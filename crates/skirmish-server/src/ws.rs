use std::sync::Arc;
use std::sync::atomic::Ordering;

use axum::extract::FromRequest;
use axum::extract::ws::{Message, WebSocket};
use axum::extract::{State, WebSocketUpgrade};
use axum::http::StatusCode;
use axum::response::IntoResponse;
use bytes::Bytes;
use futures::{SinkExt, StreamExt};
use tokio::sync::mpsc;

use skirmish_arena::InputEvent;
use skirmish_core::game::PlayerId;
use skirmish_core::net::messages::{ClientMessage, ErrorMsg, ServerMessage};
use skirmish_core::net::protocol::{MAX_MESSAGE_SIZE, decode_client_message, encode_server_message};

use crate::config::RateLimitConfig;
use crate::room_manager::{PlayerSender, RoomError};
use crate::state::{AppState, ConnectionGuard};

pub async fn ws_handler(
    State(state): State<AppState>,
    request: axum::extract::Request,
) -> Result<axum::response::Response, StatusCode> {
    let max_ws = state.config.limits.max_ws_connections;
    let current = state.ws_connection_count.load(Ordering::Relaxed);
    if current >= max_ws {
        tracing::warn!(current, max = max_ws, "WS connection limit reached");
        return Err(StatusCode::SERVICE_UNAVAILABLE);
    }

    let ws = WebSocketUpgrade::from_request(request, &state)
        .await
        .map_err(|_| StatusCode::BAD_REQUEST)?;

    Ok(ws
        .on_upgrade(move |socket| handle_socket(socket, state))
        .into_response())
}

async fn handle_socket(socket: WebSocket, state: AppState) {
    let _guard = ConnectionGuard::new(Arc::clone(&state.ws_connection_count));
    let (ws_sender, mut ws_receiver) = socket.split();

    let (tx, rx) = mpsc::channel::<Bytes>(state.config.limits.player_message_buffer);
    let player_id = state.rooms.write().await.alloc_player_id();
    tracing::debug!(player_id, "Player connected");

    spawn_writer(ws_sender, rx);

    read_loop(&mut ws_receiver, &state, player_id, &tx).await;

    // Player disconnected: free their seat if they had one
    let left = state.rooms.write().await.leave(player_id);
    if left.is_ok() {
        tracing::debug!(player_id, "Removed disconnected player from room");
    }

    tracing::info!(player_id, "Player disconnected");
}

fn spawn_writer(
    mut ws_sender: futures::stream::SplitSink<WebSocket, Message>,
    mut rx: mpsc::Receiver<Bytes>,
) {
    tokio::spawn(async move {
        while let Some(data) = rx.recv().await {
            if ws_sender
                .send(Message::Binary(data.to_vec().into()))
                .await
                .is_err()
            {
                break;
            }
        }
    });
}

/// Per-connection rate limiter (token bucket).
struct RateLimiter {
    tokens: f64,
    last_refill: tokio::time::Instant,
    max_tokens: f64,
    refill_rate: f64, // tokens per second
}

impl RateLimiter {
    fn new(max_tokens: f64, refill_rate: f64) -> Self {
        Self {
            tokens: max_tokens,
            last_refill: tokio::time::Instant::now(),
            max_tokens,
            refill_rate,
        }
    }

    /// Returns true if the message is allowed; false if rate-limited.
    fn allow(&mut self) -> bool {
        let now = tokio::time::Instant::now();
        let elapsed = now.duration_since(self.last_refill).as_secs_f64();
        self.tokens = (self.tokens + elapsed * self.refill_rate).min(self.max_tokens);
        self.last_refill = now;

        if self.tokens >= 1.0 {
            self.tokens -= 1.0;
            true
        } else {
            false
        }
    }
}

/// One bucket per message class, so a flood of one kind cannot starve
/// another.
struct InputLimits {
    find_game: RateLimiter,
    keys: RateLimiter,
    aim: RateLimiter,
    firing: RateLimiter,
}

impl InputLimits {
    fn new(rate: &RateLimitConfig) -> Self {
        Self {
            find_game: RateLimiter::new(rate.find_game_per_min, rate.find_game_per_min / 60.0),
            keys: RateLimiter::new(rate.keys_per_sec, rate.keys_per_sec),
            aim: RateLimiter::new(rate.aim_per_sec, rate.aim_per_sec),
            firing: RateLimiter::new(rate.firing_per_sec, rate.firing_per_sec),
        }
    }

    fn allow(&mut self, msg: &ClientMessage) -> bool {
        match msg {
            ClientMessage::FindGame(_) => self.find_game.allow(),
            ClientMessage::KeyDown(_) => self.keys.allow(),
            ClientMessage::Aim(_) => self.aim.allow(),
            ClientMessage::Firing(f) if f.firing => self.firing.allow(),
            // Releases always pass; dropping one would leave input held.
            ClientMessage::KeyUp(_) | ClientMessage::Firing(_) | ClientMessage::LeaveGame => true,
        }
    }
}

async fn read_loop(
    ws_receiver: &mut futures::stream::SplitStream<WebSocket>,
    state: &AppState,
    player_id: PlayerId,
    tx: &PlayerSender,
) {
    let mut limits = InputLimits::new(&state.config.limits.rate);

    while let Some(Ok(msg)) = ws_receiver.next().await {
        let data = match msg {
            Message::Binary(d) => d,
            Message::Close(_) => break,
            _ => continue,
        };

        // Drop oversized and empty messages
        if data.is_empty() || data.len() > MAX_MESSAGE_SIZE {
            continue;
        }

        let client_msg = match decode_client_message(&data) {
            Ok(m) => m,
            Err(e) => {
                tracing::debug!(player_id, error = %e, "Dropping undecodable client message");
                continue;
            },
        };

        if !limits.allow(&client_msg) {
            tracing::debug!(player_id, "Rate limited");
            continue;
        }

        match client_msg {
            ClientMessage::FindGame(request) => {
                let mode = request.mode;
                let result = state
                    .rooms
                    .write()
                    .await
                    .find_game(player_id, request, tx.clone());
                match result {
                    Ok(room) => tracing::info!(player_id, room = %room, %mode, "Player found game"),
                    Err(e) => {
                        tracing::debug!(player_id, error = %e, "FindGame refused");
                        send_error(tx, &e);
                    },
                }
            },
            ClientMessage::LeaveGame => {
                if let Err(e) = state.rooms.write().await.leave(player_id) {
                    send_error(tx, &e);
                }
            },
            ClientMessage::KeyDown(k) => route(state, player_id, InputEvent::KeyDown(k.code)).await,
            ClientMessage::KeyUp(k) => route(state, player_id, InputEvent::KeyUp(k.code)).await,
            ClientMessage::Aim(a) => route(state, player_id, InputEvent::Aim(a.angle)).await,
            ClientMessage::Firing(f) => route(state, player_id, InputEvent::Firing(f.firing)).await,
        }
    }
}

async fn route(state: &AppState, player_id: PlayerId, event: InputEvent) {
    state.rooms.read().await.route_input(player_id, event);
}

fn send_error(tx: &PlayerSender, error: &RoomError) {
    let msg = ServerMessage::Error(ErrorMsg {
        message: error.to_string(),
    });
    match encode_server_message(&msg) {
        Ok(data) => {
            if tx.try_send(Bytes::from(data)).is_err() {
                tracing::debug!("Skipping error reply to slow client");
            }
        },
        Err(e) => tracing::error!(error = %e, "Failed to encode Error"),
    }
}

#[cfg(test)]
mod tests {
    use super::*;
    use skirmish_core::net::messages::{AimMsg, FindGameMsg, FiringMsg, KeyMsg};

    #[tokio::test]
    async fn rate_limiter_refills_over_time() {
        let mut limiter = RateLimiter::new(2.0, 20.0);
        assert!(limiter.allow());
        assert!(limiter.allow());
        assert!(!limiter.allow(), "Bucket should be empty after the burst");

        tokio::time::sleep(std::time::Duration::from_millis(150)).await;
        assert!(limiter.allow(), "Bucket should refill after waiting");
        assert!(limiter.allow());
        assert!(!limiter.allow(), "Refill is capped at the burst size");
    }

    fn aim(angle: f32) -> ClientMessage {
        ClientMessage::Aim(AimMsg { angle })
    }

    #[test]
    fn aim_flood_does_not_starve_other_classes() {
        let mut limits = InputLimits::new(&RateLimitConfig::default());
        let mut allowed = 0;
        for i in 0..500 {
            if limits.allow(&aim(i as f32 * 0.01)) {
                allowed += 1;
            }
        }
        assert!(
            (360..370).contains(&allowed),
            "Aim is capped by its own bucket, allowed {allowed}"
        );

        assert!(limits.allow(&ClientMessage::KeyDown(KeyMsg { code: 83 })));
        assert!(limits.allow(&ClientMessage::Firing(FiringMsg { firing: true })));
    }

    #[test]
    fn releases_are_never_limited() {
        let rate = RateLimitConfig {
            keys_per_sec: 1.0,
            firing_per_sec: 1.0,
            ..RateLimitConfig::default()
        };
        let mut limits = InputLimits::new(&rate);
        assert!(limits.allow(&ClientMessage::KeyDown(KeyMsg { code: 83 })));
        assert!(!limits.allow(&ClientMessage::KeyDown(KeyMsg { code: 87 })));
        assert!(limits.allow(&ClientMessage::Firing(FiringMsg { firing: true })));
        assert!(!limits.allow(&ClientMessage::Firing(FiringMsg { firing: true })));

        for _ in 0..1000 {
            assert!(limits.allow(&ClientMessage::KeyUp(KeyMsg { code: 83 })));
            assert!(limits.allow(&ClientMessage::Firing(FiringMsg { firing: false })));
        }
        assert!(limits.allow(&ClientMessage::LeaveGame));
    }

    #[test]
    fn find_game_has_a_per_minute_budget() {
        let mut limits = InputLimits::new(&RateLimitConfig::default());
        let find = ClientMessage::FindGame(FindGameMsg::default());
        for _ in 0..5 {
            assert!(limits.allow(&find));
        }
        assert!(!limits.allow(&find), "Sixth search within a minute is refused");
        assert!(limits.allow(&aim(0.0)));
    }
}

══════════════════════════════

- **Description of the task**
Every line in the data above that contains "tracing" needs to be copied.

- **Response**
        tracing::warn!(current, max = max_ws, "WS connection limit reached");
    tracing::debug!(player_id, "Player connected");
        tracing::debug!(player_id, "Removed disconnected player from room");
    tracing::info!(player_id, "Player disconnected");
                tracing::debug!(player_id, error = %e, "Dropping undecodable client message");
            tracing::debug!(player_id, "Rate limited");
                    Ok(room) => tracing::info!(player_id, room = %room, %mode, "Player found game"),
                        tracing::debug!(player_id, error = %e, "FindGame refused");
                tracing::debug!("Skipping error reply to slow client");
        Err(e) => tracing::error!(error = %e, "Failed to encode Error"),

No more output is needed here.